* _Your task_: Your answer consists of the lines in the data that contain "move". Copy each of them.
--------------------------------------------------
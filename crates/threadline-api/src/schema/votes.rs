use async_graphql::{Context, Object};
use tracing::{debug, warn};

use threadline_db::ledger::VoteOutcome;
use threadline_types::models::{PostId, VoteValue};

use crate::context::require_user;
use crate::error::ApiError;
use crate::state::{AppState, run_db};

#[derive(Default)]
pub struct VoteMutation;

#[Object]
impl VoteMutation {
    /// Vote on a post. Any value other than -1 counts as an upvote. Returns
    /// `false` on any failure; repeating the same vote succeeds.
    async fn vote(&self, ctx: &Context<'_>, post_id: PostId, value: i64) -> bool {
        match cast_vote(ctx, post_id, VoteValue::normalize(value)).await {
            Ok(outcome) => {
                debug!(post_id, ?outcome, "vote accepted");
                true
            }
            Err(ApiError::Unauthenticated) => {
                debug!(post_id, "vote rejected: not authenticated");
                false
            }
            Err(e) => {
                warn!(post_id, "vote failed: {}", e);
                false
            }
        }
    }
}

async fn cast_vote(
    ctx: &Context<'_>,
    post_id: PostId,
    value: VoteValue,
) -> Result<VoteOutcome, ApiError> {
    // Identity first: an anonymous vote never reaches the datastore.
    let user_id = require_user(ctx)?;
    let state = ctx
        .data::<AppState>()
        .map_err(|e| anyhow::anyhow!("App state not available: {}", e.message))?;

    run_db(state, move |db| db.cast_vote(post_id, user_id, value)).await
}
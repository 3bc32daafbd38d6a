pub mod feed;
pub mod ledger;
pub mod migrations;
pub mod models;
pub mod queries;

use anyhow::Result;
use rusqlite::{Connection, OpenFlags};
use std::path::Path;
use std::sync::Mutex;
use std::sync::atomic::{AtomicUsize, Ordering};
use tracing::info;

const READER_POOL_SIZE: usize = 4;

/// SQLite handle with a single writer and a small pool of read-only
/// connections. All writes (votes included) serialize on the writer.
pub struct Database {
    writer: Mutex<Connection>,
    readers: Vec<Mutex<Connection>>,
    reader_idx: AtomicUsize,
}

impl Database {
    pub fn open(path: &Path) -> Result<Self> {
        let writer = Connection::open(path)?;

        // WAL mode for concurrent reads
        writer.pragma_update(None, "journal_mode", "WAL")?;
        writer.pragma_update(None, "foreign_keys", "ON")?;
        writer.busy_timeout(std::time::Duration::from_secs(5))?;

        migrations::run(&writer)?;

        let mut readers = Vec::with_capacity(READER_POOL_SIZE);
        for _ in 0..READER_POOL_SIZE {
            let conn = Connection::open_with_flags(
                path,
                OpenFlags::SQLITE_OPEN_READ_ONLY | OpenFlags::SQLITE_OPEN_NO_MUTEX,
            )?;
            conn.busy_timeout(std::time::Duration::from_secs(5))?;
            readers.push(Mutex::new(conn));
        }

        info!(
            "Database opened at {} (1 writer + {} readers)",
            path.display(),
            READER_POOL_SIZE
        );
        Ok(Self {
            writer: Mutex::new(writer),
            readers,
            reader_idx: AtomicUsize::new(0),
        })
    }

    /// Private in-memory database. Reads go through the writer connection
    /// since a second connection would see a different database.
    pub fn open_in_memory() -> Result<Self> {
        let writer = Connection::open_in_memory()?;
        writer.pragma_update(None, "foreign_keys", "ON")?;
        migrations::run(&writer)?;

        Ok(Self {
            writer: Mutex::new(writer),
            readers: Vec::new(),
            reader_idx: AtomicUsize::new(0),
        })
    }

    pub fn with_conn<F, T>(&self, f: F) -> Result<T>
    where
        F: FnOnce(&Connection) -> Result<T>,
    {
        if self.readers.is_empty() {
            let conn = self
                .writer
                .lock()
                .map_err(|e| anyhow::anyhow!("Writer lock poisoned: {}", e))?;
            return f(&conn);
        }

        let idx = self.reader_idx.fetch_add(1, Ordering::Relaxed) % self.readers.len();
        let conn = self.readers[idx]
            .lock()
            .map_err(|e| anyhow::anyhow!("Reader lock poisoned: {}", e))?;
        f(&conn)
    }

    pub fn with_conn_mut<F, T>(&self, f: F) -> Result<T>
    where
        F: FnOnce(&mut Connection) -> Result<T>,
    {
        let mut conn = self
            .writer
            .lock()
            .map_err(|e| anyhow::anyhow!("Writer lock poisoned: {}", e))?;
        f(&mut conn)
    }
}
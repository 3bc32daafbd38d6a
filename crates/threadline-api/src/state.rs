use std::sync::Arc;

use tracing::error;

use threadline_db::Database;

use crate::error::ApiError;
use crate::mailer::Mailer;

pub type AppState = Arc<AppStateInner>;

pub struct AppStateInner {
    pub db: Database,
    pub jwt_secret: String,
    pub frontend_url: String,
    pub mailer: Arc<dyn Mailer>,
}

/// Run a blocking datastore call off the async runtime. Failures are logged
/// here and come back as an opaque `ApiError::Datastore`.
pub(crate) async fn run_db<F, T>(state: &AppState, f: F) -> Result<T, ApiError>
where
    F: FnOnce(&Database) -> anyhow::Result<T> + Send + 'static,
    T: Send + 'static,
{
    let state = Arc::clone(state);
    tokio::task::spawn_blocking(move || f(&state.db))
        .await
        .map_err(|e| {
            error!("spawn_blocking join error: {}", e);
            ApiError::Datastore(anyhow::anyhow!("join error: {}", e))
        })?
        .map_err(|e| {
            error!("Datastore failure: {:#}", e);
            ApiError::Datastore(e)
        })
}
--------------------------------------------------
* _Solution to this exercise_:
    run_db(state, move |db| db.cast_vote(post_id, user_id, value)).await
    tokio::task::spawn_blocking(move || f(&state.db))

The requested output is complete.